For all the things they couldn’t say to one another, there was never a lie between them when they kissed. 

“We should go,” Ida murmured, lips brushing against his as the words seemed reluctant to form. 

He gave a small contemplative hum, gaze brushing over the dusting of freckles hiding in the pooling blush of their cheeks.

“You still haven’t shown me your bedroom.”

The look they gave him forced a small, barking laugh from him. Nobody was better at calling him out than Ida- a purse of the lips and quirked eyebrow was loud enough to shame him.

“I didn’t mean that,” hands raised in defense as the small pucker between their brows increased. “Well, unless you want to--”

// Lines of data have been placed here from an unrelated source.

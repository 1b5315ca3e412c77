//! Shared text utilities for code generation.

/// Check whether `text` is a plain numeric literal (e.g. `3`, `-2`, `1.5`).
///
/// Surrounding whitespace is allowed; exponents, hex and `+` signs are not.
pub fn is_number(text: &str) -> bool {
    let s = text.trim();
    let s = s.strip_prefix('-').unwrap_or(s);
    let (int, frac) = match s.split_once('.') {
        Some((int, frac)) => (int, Some(frac)),
        None => (s, None),
    };
    let digits = |part: &str| !part.is_empty() && part.bytes().all(|b| b.is_ascii_digit());
    digits(int) && frac.is_none_or(digits)
}

/// Parse a numeric literal accepted by [`is_number`].
pub fn parse_number(text: &str) -> Option<f64> {
    if is_number(text) {
        text.trim().parse().ok()
    } else {
        None
    }
}

/// Format a number the way it should appear in generated code.
///
/// Integral values print without a fractional part (`4`, not `4.0`).
pub fn format_number(value: f64) -> String {
    if value.fract() == 0.0 && value.abs() < 1e15 {
        // Normalise negative zero.
        let int = value as i64;
        int.to_string()
    } else {
        value.to_string()
    }
}

/// Word-wrap `text` so that no line exceeds `width` characters.
///
/// Explicit newlines are kept as paragraph breaks. A single word longer
/// than `width` is placed on its own line unbroken.
pub fn wrap(text: &str, width: usize) -> String {
    let width = width.max(1);
    let mut out = Vec::new();
    for paragraph in text.split('\n') {
        let mut line = String::new();
        for word in paragraph.split_whitespace() {
            if line.is_empty() {
                line.push_str(word);
            } else if line.chars().count() + 1 + word.chars().count() <= width {
                line.push(' ');
                line.push_str(word);
            } else {
                out.push(std::mem::take(&mut line));
                line.push_str(word);
            }
        }
        out.push(line);
    }
    out.join("\n")
}

/// Prepend `prefix` to every line of `text`.
///
/// A trailing newline does not start a new (prefixed) line.
pub fn prefix_lines(text: &str, prefix: &str) -> String {
    let body = text.strip_suffix('\n');
    let (content, trailing) = match body {
        Some(content) => (content, "\n"),
        None => (text, ""),
    };
    let mut out = String::with_capacity(text.len() + prefix.len());
    for (i, line) in content.split('\n').enumerate() {
        if i > 0 {
            out.push('\n');
        }
        out.push_str(prefix);
        out.push_str(line);
    }
    out.push_str(trailing);
    out
}

/// Turn an arbitrary display name into a legal identifier.
///
/// Spaces and non-word characters become `_`, a leading digit gets a
/// `my_` prefix and an empty name becomes `unnamed`.
pub fn safe_identifier(name: &str) -> String {
    if name.is_empty() {
        return "unnamed".to_string();
    }
    let sanitized: String = name
        .chars()
        .map(|c| {
            if c.is_ascii_alphanumeric() || c == '_' {
                c
            } else {
                '_'
            }
        })
        .collect();
    if sanitized.starts_with(|c: char| c.is_ascii_digit()) {
        format!("my_{}", sanitized)
    } else {
        sanitized
    }
}

#[cfg(test)]
mod tests {
    use super::*;

    #[test]
    fn test_is_number() {
        assert!(is_number("0"));
        assert!(is_number("42"));
        assert!(is_number("-3"));
        assert!(is_number("1.5"));
        assert!(is_number(" 7 "));
        assert!(!is_number(""));
        assert!(!is_number("-"));
        assert!(!is_number("1."));
        assert!(!is_number(".5"));
        assert!(!is_number("$x"));
        assert!(!is_number("1e3"));
        assert!(!is_number("x + 1"));
    }

    #[test]
    fn test_parse_and_format_number() {
        assert_eq!(parse_number("5"), Some(5.0));
        assert_eq!(parse_number("$i"), None);
        assert_eq!(format_number(4.0), "4");
        assert_eq!(format_number(-0.0), "0");
        assert_eq!(format_number(-6.0), "-6");
        assert_eq!(format_number(1.5), "1.5");
    }

    #[test]
    fn test_wrap_short_text_is_untouched() {
        assert_eq!(wrap("hello world", 20), "hello world");
    }

    #[test]
    fn test_wrap_breaks_on_words() {
        assert_eq!(
            wrap("the quick brown fox jumps", 10),
            "the quick\nbrown fox\njumps"
        );
    }

    #[test]
    fn test_wrap_keeps_paragraphs_and_long_words() {
        assert_eq!(wrap("a\nb", 10), "a\nb");
        assert_eq!(wrap("supercalifragilistic ok", 5), "supercalifragilistic\nok");
    }

    #[test]
    fn test_prefix_lines() {
        assert_eq!(prefix_lines("a\nb", "// "), "// a\n// b");
        assert_eq!(prefix_lines("a\nb\n", "// "), "// a\n// b\n");
        assert_eq!(prefix_lines("x = 1;\n", "  "), "  x = 1;\n");
    }

    #[test]
    fn test_safe_identifier() {
        assert_eq!(safe_identifier("count"), "count");
        assert_eq!(safe_identifier("my var"), "my_var");
        assert_eq!(safe_identifier("a-b"), "a_b");
        assert_eq!(safe_identifier("2nd"), "my_2nd");
        assert_eq!(safe_identifier(""), "unnamed");
    }
}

“Let’s make this quick,” they sigh, tugging his shirt sleeve. 

_Another battle won._

Sunlight dappled white walls and cracked plaster, empty and less memorable than the rest of the apartment. No pictures, no posters, no art. A small hole in one of the walls indicated a closet, a few items of clothing smothering each other for a space that could’ve accommodated three times what was there. 

The navy comforter on the bed was thin, and a little too short for a bed that seemed too small for an adult in their thirties. Lace curtains, yellowed and lingering from tenants past, shifted nervously as he spun around in the space.

He moved wordlessly through now, eyes determined to find something he couldn’t quite form into words.

His hands twitched, looking for something to touch or grasp or feel. 

But there was nothing.

There was nothing in here to hold onto.

He turned back to Ida, half expected them to have disappeared with only the sound of broken glass and an ambulance to take their place. The memory of antiseptic and rot flooded him as he searched for their face again.

But they were right there. 

Their head tilted, eyes searching, sharp and omnipotent as always. There was no smile. There was no teasing this time.

For someone who was the rare exception to their gift, it often left him paranoid, conscious of the fact that their eyes were focused on him a little sharper than anyone else. Most of the time he liked it, because of course he did. Other times, smiles formed as a diversion from the wordless panic of exposure.

One formed now.

But it wasn’t returned.

Maybe the past was the only thing either of them really had to hold onto.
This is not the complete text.